School: A Place to Learn Body-Shaming

Schools have imposed dress code policies on their students for decades. Dress requirements and restrictions have generally existed to limit student expression if it is feared that it will be disruptive to the learning environment or will violate the rights of others. Many people are in favor of dress codes, as adults are often required to dress professionally for their careers. While this is understandable and true, the restrictions these rules place on students are becoming more and more problematic as time goes on. Many dress code policies are dated, yet still enforced in today’s schools, which typically look very different than they did when the laws were established. This has led to many issues with students in schools, such as body shaming, and as such, has led to a greater understanding of the negative side effects of dress codes, which have failed to stay relevant.

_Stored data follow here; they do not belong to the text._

use crate::{Error, Result};
use derive_more::{AsMut, AsRef, Deref, DerefMut, From, Into};
use nalgebra::{Point2, Vector3};

#[cfg(feature = "serde-serialize")]
use serde::{Deserialize, Serialize};

/// Allows the retrieval of the point on the image the feature came from.
pub trait ImagePoint {
    /// Retrieves the point on the image
    fn image_point(&self) -> Point2<f64>;

    /// Retrieves the point as the homogeneous vector `(x, y, 1)`.
    fn homogeneous(&self) -> Vector3<f64> {
        self.image_point().to_homogeneous()
    }
}

/// A point on an image frame in pixel coordinates.
///
/// This is the homogeneous 2d point produced by a detector. It is immutable once created and
/// always normalized so that its homogeneous form is `(x, y, 1)`.
#[derive(Debug, Clone, Copy, PartialEq, PartialOrd, AsMut, AsRef, Deref, DerefMut, From, Into)]
#[cfg_attr(feature = "serde-serialize", derive(Serialize, Deserialize))]
pub struct KeyPoint(pub Point2<f64>);

impl KeyPoint {
    pub fn new(x: f64, y: f64) -> Self {
        Self(Point2::new(x, y))
    }

    /// Builds a keypoint from any homogeneous vector by dividing through by its last component.
    ///
    /// ```
    /// use homolog_core::{Error, KeyPoint};
    /// use homolog_core::nalgebra::Vector3;
    /// let kp = KeyPoint::from_homogeneous(Vector3::new(20.0, 10.0, 2.0)).unwrap();
    /// assert_eq!(kp, KeyPoint::new(10.0, 5.0));
    /// assert_eq!(
    ///     KeyPoint::from_homogeneous(Vector3::new(1.0, 1.0, 0.0)),
    ///     Err(Error::PointAtInfinity),
    /// );
    /// ```
    pub fn from_homogeneous(homogeneous: Vector3<f64>) -> Result<Self> {
        if homogeneous.iter().any(|n| !n.is_finite()) {
            return Err(Error::NonFinite { name: "keypoint" });
        }
        Point2::from_homogeneous(homogeneous)
            .filter(|point| point.coords.iter().all(|n| n.is_finite()))
            .map(Self)
            .ok_or(Error::PointAtInfinity)
    }
}

impl ImagePoint for KeyPoint {
    fn image_point(&self) -> Point2<f64> {
        self.0
    }
}

impl ImagePoint for Point2<f64> {
    fn image_point(&self) -> Point2<f64> {
        *self
    }
}
use crate::image::{separable_filter, GrayFloatImage};

/// The horizontal Sobel derivative, similar to cv::Sobel with xorder=1, yorder=0, ksize=3.
pub fn sobel_horizontal(image: &GrayFloatImage) -> GrayFloatImage {
    GrayFloatImage(separable_filter(&image.0, &[-1., 0., 1.], &[1., 2., 1.]))
}

/// The vertical Sobel derivative, similar to cv::Sobel with xorder=0, yorder=1, ksize=3.
pub fn sobel_vertical(image: &GrayFloatImage) -> GrayFloatImage {
    GrayFloatImage(separable_filter(&image.0, &[1., 2., 1.], &[-1., 0., 1.]))
}
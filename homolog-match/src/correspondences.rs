use homolog_core::{Correspondence, PointMatch, PointSet};

#[cfg(feature = "serde-serialize")]
use serde::{Deserialize, Serialize};

/// The accepted pairs of homologous points between a left and a right point set.
///
/// Every left index and every right index appears in at most one pair. Points without a
/// partner are simply absent. The pairs are kept sorted by left index.
#[derive(Debug, Clone, Default, PartialEq)]
#[cfg_attr(feature = "serde-serialize", derive(Serialize, Deserialize))]
pub struct Correspondences {
    pairs: Vec<Correspondence>,
    right_homologous: Vec<Option<usize>>,
    left_homologous: Vec<Option<usize>>,
}

impl Correspondences {
    /// An empty set between `left_len` left points and `right_len` right points.
    pub fn new(left_len: usize, right_len: usize) -> Self {
        Self {
            pairs: vec![],
            right_homologous: vec![None; left_len],
            left_homologous: vec![None; right_len],
        }
    }

    /// Returns `false` if either endpoint is out of range or already taken.
    pub(crate) fn try_insert(&mut self, correspondence: Correspondence) -> bool {
        let Correspondence { left, right, .. } = correspondence;
        match (
            self.right_homologous.get(left),
            self.left_homologous.get(right),
        ) {
            (Some(None), Some(None)) => {
                self.right_homologous[left] = Some(right);
                self.left_homologous[right] = Some(left);
                self.pairs.push(correspondence);
                true
            }
            _ => false,
        }
    }

    pub(crate) fn finish(mut self) -> Self {
        self.pairs.sort_unstable_by_key(|c| c.left);
        self
    }

    /// The accepted pairs, sorted by left index.
    pub fn pairs(&self) -> &[Correspondence] {
        &self.pairs
    }

    pub fn iter(&self) -> std::slice::Iter<'_, Correspondence> {
        self.pairs.iter()
    }

    pub fn len(&self) -> usize {
        self.pairs.len()
    }

    pub fn is_empty(&self) -> bool {
        self.pairs.is_empty()
    }

    /// The right partner of a left point.
    pub fn right_of(&self, left: usize) -> Option<usize> {
        self.right_homologous.get(left).copied().flatten()
    }

    /// The left partner of a right point.
    pub fn left_of(&self, right: usize) -> Option<usize> {
        self.left_homologous.get(right).copied().flatten()
    }

    /// For every left point, the index of its homologous right point.
    pub fn right_homologous(&self) -> &[Option<usize>] {
        &self.right_homologous
    }

    /// For every right point, the index of its homologous left point.
    pub fn left_homologous(&self) -> &[Option<usize>] {
        &self.left_homologous
    }

    /// The sum of the distances of all accepted pairs.
    pub fn total_distance(&self) -> f64 {
        self.pairs.iter().map(|c| c.distance).sum()
    }

    /// The mean distance of the accepted pairs, or `None` if there are none.
    pub fn mean_distance(&self) -> Option<f64> {
        if self.is_empty() {
            None
        } else {
            Some(self.total_distance() / self.len() as f64)
        }
    }

    /// Looks up the points of every pair.
    ///
    /// Returns `None` if the sets are not the ones the correspondences were resolved for.
    pub fn point_matches(&self, left: &PointSet, right: &PointSet) -> Option<Vec<PointMatch>> {
        if left.len() != self.right_homologous.len() || right.len() != self.left_homologous.len()
        {
            return None;
        }
        Some(
            self.pairs
                .iter()
                .map(|c| PointMatch(left[c.left], right[c.right]))
                .collect(),
        )
    }
}

impl<'a> IntoIterator for &'a Correspondences {
    type Item = &'a Correspondence;
    type IntoIter = std::slice::Iter<'a, Correspondence>;

    fn into_iter(self) -> Self::IntoIter {
        self.pairs.iter()
    }
}

#[cfg(test)]
mod test {
    use super::*;
    use homolog_core::KeyPoint;

    #[test]
    fn insertion_is_injective() {
        let mut correspondences = Correspondences::new(3, 2);
        assert!(correspondences.try_insert(Correspondence::new(2, 0, 1.0)));
        assert!(!correspondences.try_insert(Correspondence::new(2, 1, 0.5)));
        assert!(!correspondences.try_insert(Correspondence::new(0, 0, 0.5)));
        assert!(!correspondences.try_insert(Correspondence::new(3, 1, 0.5)));
        assert!(correspondences.try_insert(Correspondence::new(0, 1, 3.0)));
        let correspondences = correspondences.finish();
        assert_eq!(correspondences.pairs()[0].left, 0);
        assert_eq!(correspondences.right_homologous(), &[Some(1), None, Some(0)]);
        assert_eq!(correspondences.left_homologous(), &[Some(2), Some(0)]);
        assert_eq!(correspondences.left_of(1), Some(0));
        assert_eq!(correspondences.right_of(1), None);
        assert_eq!(correspondences.right_of(7), None);
        assert_eq!(correspondences.mean_distance(), Some(2.0));
    }

    #[test]
    fn point_matches_checks_lengths() {
        let mut correspondences = Correspondences::new(1, 1);
        correspondences.try_insert(Correspondence::new(0, 0, 0.0));
        let left: PointSet = vec![KeyPoint::new(1.0, 2.0)].into();
        let right: PointSet = vec![KeyPoint::new(3.0, 4.0)].into();
        assert_eq!(
            correspondences.point_matches(&left, &right),
            Some(vec![PointMatch(KeyPoint::new(1.0, 2.0), KeyPoint::new(3.0, 4.0))])
        );
        assert_eq!(correspondences.point_matches(&left, &PointSet::new()), None);
        assert_eq!(Correspondences::default().mean_distance(), None);
    }
}
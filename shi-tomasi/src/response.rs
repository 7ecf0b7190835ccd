use crate::{
    derivatives,
    image::{box_filter, GrayFloatImage},
    Corner,
};

#[cfg(feature = "rayon")]
use rayon::prelude::*;

/// The smaller eigenvalue of the structure tensor `[[Σ Ix², Σ IxIy], [Σ IxIy, Σ Iy²]]` summed
/// over a `block_size × block_size` window around every pixel.
pub fn min_eigenvalue(image: &GrayFloatImage, block_size: usize) -> GrayFloatImage {
    #[cfg(not(feature = "rayon"))]
    let (dx, dy) = (
        derivatives::sobel_horizontal(image),
        derivatives::sobel_vertical(image),
    );
    #[cfg(feature = "rayon")]
    let (dx, dy) = rayon::join(
        || derivatives::sobel_horizontal(image),
        || derivatives::sobel_vertical(image),
    );

    let xx = box_filter(&dx.product(&dx), block_size);
    let xy = box_filter(&dx.product(&dy), block_size);
    let yy = box_filter(&dy.product(&dy), block_size);

    let (xx, xy, yy) = (xx.as_raw(), xy.as_raw(), yy.as_raw());
    let eigenvalue = |i: usize| {
        let half_trace = 0.5 * (xx[i] + yy[i]);
        let half_difference = 0.5 * (xx[i] - yy[i]);
        // Rounding can push the result a hair below zero on flat regions.
        (half_trace - (half_difference * half_difference + xy[i] * xy[i]).sqrt()).max(0.0)
    };
    #[cfg(not(feature = "rayon"))]
    let data: Vec<f32> = (0..xx.len()).map(eigenvalue).collect();
    #[cfg(feature = "rayon")]
    let data: Vec<f32> = (0..xx.len()).into_par_iter().map(eigenvalue).collect();

    GrayFloatImage::from_raw(image.width(), image.height(), data).unwrap_or_else(|| image.clone())
}

/// Every pixel whose response exceeds `threshold` and is not smaller than any of its 8
/// neighbors, in raster order.
pub fn local_maxima(response: &GrayFloatImage, threshold: f32) -> Vec<Corner> {
    let width = response.width();
    let height = response.height();
    let mut maxima = vec![];
    for y in 0..height {
        for x in 0..width {
            let value = response.get(x, y);
            if value <= threshold {
                continue;
            }
            let is_maximum = (y.saturating_sub(1)..(y + 2).min(height)).all(|ny| {
                (x.saturating_sub(1)..(x + 2).min(width)).all(|nx| response.get(nx, ny) <= value)
            });
            if is_maximum {
                maxima.push(Corner {
                    point: (x as f32, y as f32),
                    response: value,
                });
            }
        }
    }
    maxima
}

/// Keeps each corner, in order, unless an already kept corner lies closer than `min_distance`.
///
/// Kept corners are bucketed in a grid of `min_distance` cells so only the neighboring cells
/// have to be searched.
pub fn enforce_min_distance(
    corners: Vec<Corner>,
    min_distance: f32,
    width: usize,
    height: usize,
) -> Vec<Corner> {
    // Also rejects NaN, which would otherwise truncate to an empty cell.
    if !(min_distance > 0.0) {
        return corners;
    }
    let cell = min_distance.ceil() as usize;
    let grid_width = width / cell + 1;
    let grid_height = height / cell + 1;
    let mut grid: Vec<Vec<(f32, f32)>> = vec![vec![]; grid_width * grid_height];
    let squared = min_distance * min_distance;

    let mut kept = vec![];
    for corner in corners {
        let (x, y) = corner.point;
        let cx = x as usize / cell;
        let cy = y as usize / cell;
        let crowded = (cy.saturating_sub(1)..(cy + 2).min(grid_height)).any(|gy| {
            (cx.saturating_sub(1)..(cx + 2).min(grid_width)).any(|gx| {
                grid[gy * grid_width + gx].iter().any(|&(ox, oy)| {
                    let dx = ox - x;
                    let dy = oy - y;
                    dx * dx + dy * dy < squared
                })
            })
        });
        if !crowded {
            grid[cy * grid_width + cx].push((x, y));
            kept.push(corner);
        }
    }
    kept
}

The first dress code law was established by the U.S. Supreme Court in 1969. The case, known as Tinker vs. Des Moines Independent School District, involved several high school students who were suspended from school for wearing black arm bands to school in a planned protest against the Vietnam War (FindLaw). The Court ultimately decided that schools can limit student expression if there is a valid concern that it could disrupt schoolwork and discipline. Today, most states have laws that allow local school boards to make dress code rules for students within their district to promote a safe, disciplined school environment and to encourage uniformity of student dress. For instance, dress codes that prohibit clothing that is vulgar, obscene, or worn in a manner that disrupts school activity are generally permitted and are fairly common whereas dress codes that censor student expression because educators do not like the message are generally not permitted. It seems reasonable that schools would have policies in place to regulate what students’ clothing might promote, such as drug use, racism, or violence. However, these same dress codes also regulate the type and style of clothing that students wear on the basis that some styles might be too revealing, thus creating a distraction to other students. It is these aspects of dress codes which seem to be causing uproar every day in schools throughout the country.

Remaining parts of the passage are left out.